Housing in Crisis

Convenor

David Jenkis; david.jenkins@otago.ac.nz

Katy Wells; Katy.Wells@warwick.ac.uk


*All times are British Summer Time (BST)

7th September

Each session will have 40 minutes allocated to it:

Session 1

Start time: 10 :00 –  End time: 11:20 

“Multiple crises and precarious housing in Athens” – Effie Mastorodimou (Panteion University)

“Gentrification and Everyday Democracy” – Jamie Draper (Nuffield College)

 

Session 2

Start time:11.40 – End time: 13:00

“Reducing Flood Risks for Young People in the UK Housing Market” – Gah- Kai Leung (University of Warwick)

To be Confirmed – Tim Philbin (unaffiliated)

 

Session 3

Start time:2.00 – End time: 15:20

“Security of Tenure as a Distinctive Desideratum of Housing Justice” – Dan Threet (Unaffiliated)

“Why a right to housing is not enough” – Niklas Dummer (Technical University of Dortmund)

 

8th September

Session 3

Start time : 10 :00 – End time: 12.00 

“The Right not to Own” – David Jenkins (University of Otago)

To be Confirmed  – Katy Wells (University of Warwick))

“Housing with a Liberal Design” – Marc Goetzmann, Burchmann Law School, (University of Tel Aviv)
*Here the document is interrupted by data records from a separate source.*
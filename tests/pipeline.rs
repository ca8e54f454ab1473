mod common;

use std::fs;
use std::path::Path;

use graph_forge::dataset::{self, SUMMARY_FILE, read_manifest, read_records};
use graph_forge::io::{SourceMode, StoreOptions, StructureStore};
use graph_forge::{
    Dataset, FilterConfig, FilterThresholds, NoopObserver, OutputTarget, Pipeline,
    PipelineConfig, PipelineError, RejectionReason,
};
use tempfile::TempDir;

fn config(thresholds: FilterThresholds, output: Option<&Path>, overwrite: bool) -> PipelineConfig {
    PipelineConfig {
        filter: FilterConfig {
            thresholds,
            ..FilterConfig::default()
        },
        output: output.map(|path| OutputTarget {
            path: path.to_path_buf(),
            overwrite,
        }),
        ..PipelineConfig::default()
    }
}

fn energy_limit(max_energy: f64) -> FilterThresholds {
    FilterThresholds {
        max_energy: Some(max_energy),
        ..FilterThresholds::default()
    }
}

fn run(store_dir: &Path, config: PipelineConfig) -> Result<Dataset, PipelineError> {
    let store = StructureStore::open(store_dir, StoreOptions::default())?;
    Pipeline::new(config)?.run_store("demo", &store, &NoopObserver)
}

#[test]
fn mixed_store_is_filtered_and_persisted() {
    let tmp = TempDir::new().unwrap();
    let store_dir = tmp.path().join("structures/demo");
    let out = tmp.path().join("datasets/demo");
    common::mixed_store(&store_dir);

    let dataset = run(&store_dir, config(energy_limit(10.0), Some(&out), false)).unwrap();

    // hcl keeps both conformations, water loses the 26 kcal/mol one.
    let keys: Vec<(usize, usize)> = dataset
        .records()
        .iter()
        .map(|r| (r.provenance.molecule_index, r.provenance.conformation_index))
        .collect();
    assert_eq!(keys, vec![(1, 0), (1, 1), (2, 0), (2, 1)]);

    let summary = dataset.summary();
    assert_eq!(summary.molecules_processed, 3);
    assert_eq!(summary.molecules_assigned, 2);
    assert_eq!(summary.molecules_failed, 1);
    assert_eq!(summary.assignment_failures.get("disconnected_fragments"), Some(&1));
    assert_eq!(summary.conformations_total, 6);
    assert_eq!(summary.conformations_accepted, 4);
    assert_eq!(summary.rejected.get(RejectionReason::Energy), 1);
    assert_eq!(summary.conformations_skipped(), 1);

    assert_eq!(dataset.location(), Some(out.as_path()));
    let manifest = read_manifest(&out).unwrap();
    assert!(manifest.finalized);
    assert_eq!(manifest.record_count, 4);
    assert_eq!(&manifest.summary, summary);
    let stored = read_records(&out).unwrap();
    assert_eq!(stored.len(), dataset.records().len());
    for (back, record) in stored.iter().zip(dataset.records()) {
        assert_eq!(back.provenance, record.provenance);
        assert_eq!(back.nodes.len(), record.nodes.len());
        assert_eq!(back.edges.len(), record.edges.len());
    }

    let report = fs::read_to_string(out.join(SUMMARY_FILE)).unwrap();
    assert!(report.contains("1 molecules failed assignment"));
    assert!(report.contains("1 conformations rejected by energy threshold"));
    assert!(report.contains("max energy (kcal/mol): 10"));
}

#[test]
fn every_record_has_one_node_per_atom() {
    let tmp = TempDir::new().unwrap();
    common::mixed_store(tmp.path());

    let dataset = run(tmp.path(), PipelineConfig::default()).unwrap();
    assert_eq!(dataset.records().len(), 5);
    for record in dataset.records() {
        let atoms = if record.provenance.molecule_id == "water" { 3 } else { 2 };
        assert_eq!(record.node_count(), atoms);
        assert_eq!(record.positions.len(), atoms);
        assert_eq!(record.forces.len(), atoms);
    }
}

#[test]
fn gradients_become_forces() {
    let tmp = TempDir::new().unwrap();
    common::write_json(tmp.path(), "hcl", &common::hcl_entry());

    let dataset = run(tmp.path(), PipelineConfig::default()).unwrap();
    assert_eq!(dataset.records()[0].forces[0], [2.0, 0.0, 0.0]);
    assert_eq!(dataset.records()[0].bonded_edges().count(), 1);
}

#[test]
fn minimum_reference_puts_lowest_kept_energy_at_zero() {
    let tmp = TempDir::new().unwrap();
    common::mixed_store(tmp.path());

    let dataset = run(tmp.path(), PipelineConfig::default()).unwrap();
    for id in ["hcl", "water"] {
        let lowest = dataset
            .records()
            .iter()
            .filter(|r| r.provenance.molecule_id == id)
            .map(|r| r.relative_energy)
            .fold(f64::INFINITY, f64::min);
        assert_eq!(lowest, 0.0, "{id}");
    }
}

#[test]
fn tightening_thresholds_never_adds_records() {
    let tmp = TempDir::new().unwrap();
    common::mixed_store(tmp.path());

    let mut previous = usize::MAX;
    for max_force in [10.0, 2.0, 1.0, 0.5, 0.0] {
        let thresholds = FilterThresholds {
            max_force: Some(max_force),
            ..FilterThresholds::default()
        };
        let kept = run(tmp.path(), config(thresholds, None, false))
            .unwrap()
            .records()
            .len();
        assert!(kept <= previous, "max_force {max_force}: {kept} > {previous}");
        previous = kept;
    }

    let mut previous = usize::MAX;
    for max_energy in [100.0, 10.0, 0.1, 0.0] {
        let kept = run(tmp.path(), config(energy_limit(max_energy), None, false))
            .unwrap()
            .records()
            .len();
        assert!(kept <= previous);
        previous = kept;
    }
}

#[test]
fn repeated_runs_are_identical() {
    let tmp = TempDir::new().unwrap();
    common::mixed_store(tmp.path());

    let a = run(tmp.path(), PipelineConfig::default()).unwrap();
    let b = run(tmp.path(), PipelineConfig::default()).unwrap();
    assert_eq!(a.records(), b.records());
    assert_eq!(a.summary(), b.summary());
}

#[test]
fn existing_dataset_needs_overwrite() {
    let tmp = TempDir::new().unwrap();
    let store_dir = tmp.path().join("store");
    let out = tmp.path().join("out");
    common::mixed_store(&store_dir);

    run(&store_dir, config(energy_limit(10.0), Some(&out), false)).unwrap();

    let err = run(&store_dir, config(energy_limit(1.0), Some(&out), false)).unwrap_err();
    assert!(matches!(
        err,
        PipelineError::Dataset(dataset::Error::Exists(_))
    ));
    assert_eq!(read_manifest(&out).unwrap().record_count, 4);

    let replaced = run(&store_dir, config(energy_limit(0.01), Some(&out), true)).unwrap();
    assert_eq!(
        read_manifest(&out).unwrap().record_count,
        replaced.records().len()
    );
}

#[test]
fn store_without_assignable_molecules_fails_and_writes_nothing() {
    let tmp = TempDir::new().unwrap();
    let store_dir = tmp.path().join("store");
    let out = tmp.path().join("out");
    common::write_json(&store_dir, "split", &common::split_entry());

    let err = run(&store_dir, config(FilterThresholds::default(), Some(&out), false)).unwrap_err();
    assert!(matches!(err, PipelineError::NoMoleculesAssigned { processed: 1 }));
    assert!(!out.exists());
}

#[test]
fn malformed_entry_aborts_the_run() {
    let tmp = TempDir::new().unwrap();
    common::mixed_store(tmp.path());
    fs::write(tmp.path().join("broken.json"), "{ \"elements\": [\"O\"").unwrap();

    let err = run(tmp.path(), PipelineConfig::default()).unwrap_err();
    assert!(matches!(err, PipelineError::Store(_)));
}

#[test]
fn aborted_run_is_not_finalized() {
    let tmp = TempDir::new().unwrap();
    let out = tmp.path().join("out");
    common::mixed_store(&tmp.path().join("store"));

    let store = StructureStore::open(tmp.path().join("store"), StoreOptions::default()).unwrap();
    let pipeline =
        Pipeline::new(config(FilterThresholds::default(), Some(&out), false)).unwrap();
    pipeline.abort_handle().abort();

    let err = pipeline.run_store("demo", &store, &NoopObserver).unwrap_err();
    assert!(matches!(err, PipelineError::Aborted));
    assert!(!out.exists());
}

#[test]
fn sdf_store_runs_end_to_end() {
    let tmp = TempDir::new().unwrap();
    let sdf = "\
HCl
  test

  2  1  0  0  0  0  0  0  0  0999 V2000
    0.0000    0.0000    0.0000 Cl  0  0  0  0  0  0  0  0  0  0  0  0
    1.2700    0.0000    0.0000 H   0  0  0  0  0  0  0  0  0  0  0  0
  1  2  1  0
M  END
> <energy>
-0.5

> <forces>
0.1 0.0 0.0
-0.1 0.0 0.0

$$$$
";
    fs::write(tmp.path().join("hcl.sdf"), sdf).unwrap();

    let options = StoreOptions {
        mode: SourceMode::Sdf,
        ..StoreOptions::default()
    };
    let store = StructureStore::open(tmp.path(), options).unwrap();
    assert_eq!(store.ids(), vec!["hcl".to_string()]);

    let dataset = Pipeline::new(PipelineConfig::default())
        .unwrap()
        .run_store("sdf", &store, &NoopObserver)
        .unwrap();
    assert_eq!(dataset.records().len(), 1);
    assert_eq!(dataset.records()[0].nodes[0].atom_type, "Cl");
}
Whether it is in the global south, where approximately a billion people live in slums with minimal access to basic services, in the United States where over half a million people are recognized as homeless, or in parts of Europe where degraded rental legislation has eroded tenants’ rights, often in the shadow of gentrification and increasingly unaffordable housing, crises in housing have increasingly come to shape the lives of a great many people. It is perhaps somewhat surprising then that although a great deal of attention has been given to related issues of poverty, inequality and property, that legal, social and political theorists and ethicists have not yet given much attention to the important normative questions that are thrown up by housing.

The aim of this panel is to begin to address these questions. What injustices are associated with present-day housing crises, and with specific dimensions of these crises, such as homelessness and gentrification? What is the importance of housing, and what does that imply for the kinds of rights we should be able to exercise over housing? Do we have a human right to housing, and, if so, what does it consist in? How does housing justice connect with other areas of justice?

An important feature of present-day housing crises is that they often reflect the different functions that housing can perform – particularly, that housing is viewed both as a home – a place of intimacy and belonging – and as providing financial opportunities as a capital investment, a retirement fund, and so on. We also welcome submissions that address this dimension of housing, that is, that consider the wider implications of, and the appropriateness of, housing’s dual role as personal and productive property.

Possible topics include, but are not limited to:

  • Understanding the different forms of housing injustice: Tenant precarity in the west, compared to the injustices in the global south, such as slums, absence of rule of law, etc.
  • Developing normative frameworks for understanding the possible harms of gentrification.
  • The harms of homelessness, including the specifically social harms of homelessness.
  • The different theoretical frameworks through which to understand meaning of home and the values served by ‘being homed’.
  • Our entitlements to housing, including the rights we should exercise over housing.
  • The human right to housing.
  • The relation between capital markets in real estate, urban development and housing injustice.
  • Philosophical consideration of different regimes of ownership, including analysis of the benefits of collective ownership in the form of municipal housing.
  • Connections between housing and other related rights.
  • The history of housing rights, and the various normative frameworks that have been used to understand those rights.
  • The challenges of suburbanization, especially in relation to democracy, public space and environmental sustainability.